"The Intention Experiment" gathers evidence, culled mostly from rigorous scientific studies, in support of the healing power of intention. Although the book is written for a popular audience, it includes a comprehesive bibliography and notes. If you're a nerd like me, that's a good thing. Another noteworthy thing about the book is that it inspired the movie, "What the Bleep Do We KNow."
The premise of the book is that intention not only works, but when used collectively effects change on a macro level. In her preface, Lynne McTaggart writes, "What on Earth, I wondered, was meant by intention? And how can one be an efficient intender?" This question resonated with me as I was asking myself the same question about, not only the meaning of intention, but about how I could go beyond the buzzword and effectively use it to live a better life.
The chapters include explorations of quantum reality, and how place, time, attitude, and emotion are determining factors in the practice of intention. Provocative proposals include the idea that intention can affect the past, present, and future. So, in other words, you can rewind, replay, and revise. This is qualified by evidence that suggests that the less a physical reality or object has been seen and agreed upon, the more malleable it is on a quantum level.
Perhaps it does matter if a tree falls and no one hears it.
The most interesting part to me was the chapter on healing, as well as the ideas on superradiance and the studies on light bodies.

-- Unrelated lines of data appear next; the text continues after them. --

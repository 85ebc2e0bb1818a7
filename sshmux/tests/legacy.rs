// Copyright 2016 Pierre-Étienne Meunier
//
// Licensed under the Apache License, Version 2.0 (the "License");
// you may not use this file except in compliance with the License.
// You may obtain a copy of the License at
//
// http://www.apache.org/licenses/LICENSE-2.0
//
// Unless required by applicable law or agreed to in writing, software
// distributed under the License is distributed on an "AS IS" BASIS,
// WITHOUT WARRANTIES OR CONDITIONS OF ANY KIND, either express or implied.
// See the License for the specific language governing permissions and
// limitations under the License.
//
extern crate sshmux;

mod common;

use sshmux::auth::AuthContext;
use sshmux::encoding::{Encoding, Reader};
use sshmux::fd::Fd;
use sshmux::msg::ssh1;
use sshmux::server::{Connection, Handler, Protocol};
use sshmux::transport::ClearTransport;
use std::os::unix::net::UnixStream;
use std::process::{Command, Stdio};
use std::sync::Arc;
use std::thread;

struct Nothing;
impl Handler for Nothing {}

// The loop reaps any child with waitpid(-1): one test per binary.
#[test]
fn interactive_session() {
    let _ = env_logger::try_init();
    let (a, b) = UnixStream::pair().unwrap();
    let mut child = Command::new("sh")
        .arg("-c")
        .arg("read x; echo got $x")
        .stdin(Stdio::piped())
        .stdout(Stdio::piped())
        .stderr(Stdio::piped())
        .spawn()
        .unwrap();
    let pid = child.id() as libc::pid_t;
    let stdin = Fd::new(child.stdin.take().unwrap());
    let stdout = Fd::new(child.stdout.take().unwrap());
    let stderr = Fd::new(child.stderr.take().unwrap());

    let server = thread::spawn(move || {
        let transport = ClearTransport::from_stream(b).unwrap();
        let mut connection = Connection::new(
            Arc::new(Default::default()),
            transport,
            Nothing,
            AuthContext::new("test", 1000),
            Protocol::Legacy15,
        )
        .unwrap();
        connection.server_loop(pid, stdin, stdout, stderr)
    });

    let mut client = common::Client {
        transport: ClearTransport::from_stream(a).unwrap(),
    };
    client.send(|v| {
        v.push(ssh1::CMSG_STDIN_DATA);
        v.extend_ssh_string(b"hello\n");
    });
    client.send(|v| v.push(ssh1::CMSG_EOF));

    let mut stdout = Vec::new();
    let status = loop {
        let m = client.recv();
        let mut r = m.reader(1);
        match m[0] {
            ssh1::SMSG_STDOUT_DATA => stdout.extend_from_slice(r.read_string().unwrap()),
            ssh1::SMSG_EXITSTATUS => break r.read_u32().unwrap(),
            m => panic!("unexpected message {}", m),
        }
    };
    assert_eq!(stdout, b"got hello\n");
    assert_eq!(status, 0);
    client.send(|v| v.push(ssh1::CMSG_EXIT_CONFIRMATION));

    server.join().unwrap().unwrap();
}
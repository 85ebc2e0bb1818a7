// Copyright 2016 Pierre-Étienne Meunier
//
// Licensed under the Apache License, Version 2.0 (the "License");
// you may not use this file except in compliance with the License.
// You may obtain a copy of the License at
//
// http://www.apache.org/licenses/LICENSE-2.0
//
// Unless required by applicable law or agreed to in writing, software
// distributed under the License is distributed on an "AS IS" BASIS,
// WITHOUT WARRANTIES OR CONDITIONS OF ANY KIND, either express or implied.
// See the License for the specific language governing permissions and
// limitations under the License.
//
//! Channel messages received from the peer. Every handler decodes
//! its fields and checks that nothing is left before touching the
//! channel. A message for a channel that does not exist is a
//! protocol violation.
use super::forward;
use super::nchan;
use super::{ChannelKind, ChannelState, ExtendedUsage, InputState, Io, OutputState};
use super::{CHAN_TCP_PACKET_DEFAULT, CHAN_TCP_WINDOW_DEFAULT};
use crate::encoding::Reader;
use crate::msg;
use crate::server::{Connection, Handler};
use crate::transport::Transport;
use crate::{ChannelId, ChannelOpenFailure, Error};

/// Data for a channel, to be written to its local descriptor.
pub fn data<T: Transport, H: Handler>(conn: &mut Connection<T, H>, buf: &[u8]) -> Result<(), Error> {
    let proto = conn.session.protocol();
    let mut r = buf.reader(1);
    let id = ChannelId(r.read_u32()?);
    let data = r.read_string()?;
    r.check_eom()?;
    let c = conn.channels.lookup_mut(id)?;
    // Data for non-open channels might arrive while closing.
    if c.state != ChannelState::Open {
        return Ok(());
    }
    if !proto.is_13() && c.ostate != OutputState::Open {
        debug!("channel {}: data after eof or close, ignored", id);
        return Ok(());
    }
    if proto.is_v2() {
        if data.len() > c.window.local_maxpacket as usize {
            info!(
                "channel {}: rcvd big packet {}, maxpack {}",
                id,
                data.len(),
                c.window.local_maxpacket
            )
        }
        c.window.received(id, data.len())?;
    }
    c.output.append(data);
    Ok(())
}

/// Extended data (stderr) for a channel.
pub fn extended_data<T: Transport, H: Handler>(conn: &mut Connection<T, H>, buf: &[u8]) -> Result<(), Error> {
    let mut r = buf.reader(1);
    let id = ChannelId(r.read_u32()?);
    let code = r.read_u32()?;
    let data = r.read_string()?;
    r.check_eom()?;
    let c = conn.channels.lookup_mut(id)?;
    if c.state != ChannelState::Open {
        info!("channel {}: ext data for non open", id);
        return Ok(());
    }
    if c.io.efd().is_none() || c.extended_usage != ExtendedUsage::Write || code != msg::EXTENDED_DATA_STDERR {
        info!("channel {}: bad ext data", id);
        return Ok(());
    }
    c.window.received(id, data.len())?;
    c.extended.append(data);
    Ok(())
}

/// The peer will not send more data on this channel.
pub fn ieof<T: Transport, H: Handler>(conn: &mut Connection<T, H>, buf: &[u8]) -> Result<(), Error> {
    let mut r = buf.reader(1);
    let id = ChannelId(r.read_u32()?);
    r.check_eom()?;
    let c = conn.channels.lookup_mut(id)?;
    nchan::rcvd_ieof(c, &mut conn.session);
    if c.force_drain && c.istate == InputState::Open {
        debug!("channel {}: FORCE input drain", id);
        c.istate = InputState::WaitDrain;
        if c.input.is_empty() {
            nchan::ibuf_empty(c, &mut conn.session)
        }
    }
    Ok(())
}

/// The peer closed the channel (CHANNEL_CLOSE in protocol 2.0, and
/// CLOSE_CONFIRMATION in protocol 1.5).
pub fn oclose<T: Transport, H: Handler>(conn: &mut Connection<T, H>, buf: &[u8]) -> Result<(), Error> {
    let mut r = buf.reader(1);
    let id = ChannelId(r.read_u32()?);
    r.check_eom()?;
    let c = conn.channels.lookup_mut(id)?;
    nchan::rcvd_oclose(c, &mut conn.session);
    Ok(())
}

/// Protocol 1.3: the peer closed the channel. We confirm, and free
/// the channel once its output has drained (or once our own close is
/// confirmed, if we sent one).
pub fn close13<T: Transport, H: Handler>(conn: &mut Connection<T, H>, buf: &[u8]) -> Result<(), Error> {
    let mut r = buf.reader(1);
    let id = ChannelId(r.read_u32()?);
    r.check_eom()?;
    let c = conn.channels.lookup_mut(id)?;
    conn.session.close_confirmation(c);
    if c.state != ChannelState::Closed {
        c.input.clear();
        c.state = ChannelState::OutputDraining;
    }
    Ok(())
}

/// Protocol 1.3: the peer confirmed our close.
pub fn close_confirmation13<T: Transport, H: Handler>(
    conn: &mut Connection<T, H>,
    buf: &[u8],
) -> Result<(), Error> {
    let mut r = buf.reader(1);
    let id = ChannelId(r.read_u32()?);
    r.check_eom()?;
    let c = conn.channels.lookup(id)?;
    if c.state != ChannelState::Closed {
        error!("Received close confirmation for non-closed channel {} (type {})", id, c.state.code());
        return Err(Error::Inconsistent);
    }
    conn.channels.free(id, &mut conn.handler)
}

/// The peer accepted a channel we asked it to open.
pub fn open_confirmation<T: Transport, H: Handler>(
    conn: &mut Connection<T, H>,
    buf: &[u8],
) -> Result<(), Error> {
    let proto = conn.session.protocol();
    let mut r = buf.reader(1);
    let id = ChannelId(r.read_u32()?);
    let remote_id = r.read_u32()?;
    let window = if proto.is_v2() {
        Some((r.read_u32()?, r.read_u32()?))
    } else {
        None
    };
    r.check_eom()?;
    let c = conn.channels.lookup_mut(id)?;
    if c.state != ChannelState::Opening {
        error!("Received open confirmation for non-opening channel {}.", id);
        return Err(Error::Inconsistent);
    }
    c.state = ChannelState::Open;
    c.remote_id = Some(remote_id);
    if let Some((window, maxpacket)) = window {
        c.window.remote_window = window;
        c.window.remote_maxpacket = maxpacket;
    }
    if let Some(f) = c.on_confirm.take() {
        debug!("channel {}: callback start", id);
        f(id, true)
    }
    Ok(())
}

/// The peer refused a channel we asked it to open.
pub fn open_failure<T: Transport, H: Handler>(conn: &mut Connection<T, H>, buf: &[u8]) -> Result<(), Error> {
    let proto = conn.session.protocol();
    let mut r = buf.reader(1);
    let id = ChannelId(r.read_u32()?);
    if proto.is_v2() {
        let reason = r.read_u32()?;
        let description = r.read_str()?;
        let _language = r.read_string()?;
        r.check_eom()?;
        info!(
            "channel {}: open failed: {}{}{}",
            id,
            ChannelOpenFailure::from_u32(reason)
                .map(|r| r.as_str())
                .unwrap_or("unknown reason"),
            if description.is_empty() { "" } else { ": " },
            description
        );
    } else {
        r.check_eom()?;
    }
    let c = conn.channels.lookup_mut(id)?;
    if c.state != ChannelState::Opening {
        error!("Received open failure for non-opening channel {}.", id);
        return Err(Error::Inconsistent);
    }
    if let Some(f) = c.on_confirm.take() {
        f(id, false)
    }
    conn.channels.free(id, &mut conn.handler)
}

/// The peer lets us send more data.
pub fn window_adjust<T: Transport, H: Handler>(
    conn: &mut Connection<T, H>,
    buf: &[u8],
) -> Result<(), Error> {
    if !conn.session.protocol().is_v2() {
        return Ok(());
    }
    let mut r = buf.reader(1);
    let id = ChannelId(r.read_u32()?);
    let adjust = r.read_u32()?;
    r.check_eom()?;
    let c = conn.channels.lookup_mut(id)?;
    if c.state != ChannelState::Open {
        info!("Received window adjust for non-open channel {}.", id);
        return Ok(());
    }
    debug!("channel {}: rcvd adjust {}", id, adjust);
    c.window.adjust_remote(id, adjust)
}

/// Protocol 1: the peer asks us to connect to a host (a local port
/// forward).
pub fn port_open<T: Transport, H: Handler>(conn: &mut Connection<T, H>, buf: &[u8]) -> Result<(), Error> {
    let mut r = buf.reader(1);
    let remote_id = r.read_u32()?;
    let host = r.read_str()?;
    let port = r.read_u32()?;
    let originator = if r.remaining() > 0 {
        r.read_str()?.to_string()
    } else {
        "unknown (remote did not supply name)".to_string()
    };
    r.check_eom()?;
    let sock = if conn.config.allow_tcp_forwarding {
        forward::connect_to(host, port as u16).ok()
    } else {
        None
    };
    match sock {
        Some(sock) => {
            let id = conn.channels.allocate(
                ChannelKind::DirectTcpip,
                ChannelState::Connecting,
                Io::socket(sock),
                CHAN_TCP_WINDOW_DEFAULT,
                CHAN_TCP_PACKET_DEFAULT,
                &originator,
            );
            let c = conn.channels.lookup_mut(id)?;
            c.ctype = "connected socket".to_string();
            c.path = Some(host.to_string());
            c.host_port = port as u16;
            c.remote_id = Some(remote_id);
        }
        None => conn.session.channel_open_failure(
            remote_id,
            ChannelOpenFailure::AdministrativelyProhibited,
            "open failed",
            "",
        ),
    }
    Ok(())
}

Every living thing emits photons - waves of light so small that they are invisible to the human eye. We all know waves of light travel, right. As the author eloquently writes:
"After all, he was emitting a constant stream of biophotons, all travelling at the speed of light; each photon would have travelled 186,000 miles one second later [after being emitted:] and 320,000 miles one second after that. His light was not unlike the photons of visible light emanating from stars in the sky. Much of the light from distant stars has been travelling for millions of years. Starlight contains a star's individual history. Even if a star has died long before its light reached the earth, it's information remains, an indelible footprint in the sky."
The picture of myself emitting invisible biophotons that would travel on carrying my history has stayed with me, and though poets often write about light (its quality, memory, and meaning) I think this scientific explanation is rendered just as beautifully. Or, even more so because it moves beyond the individual imagination.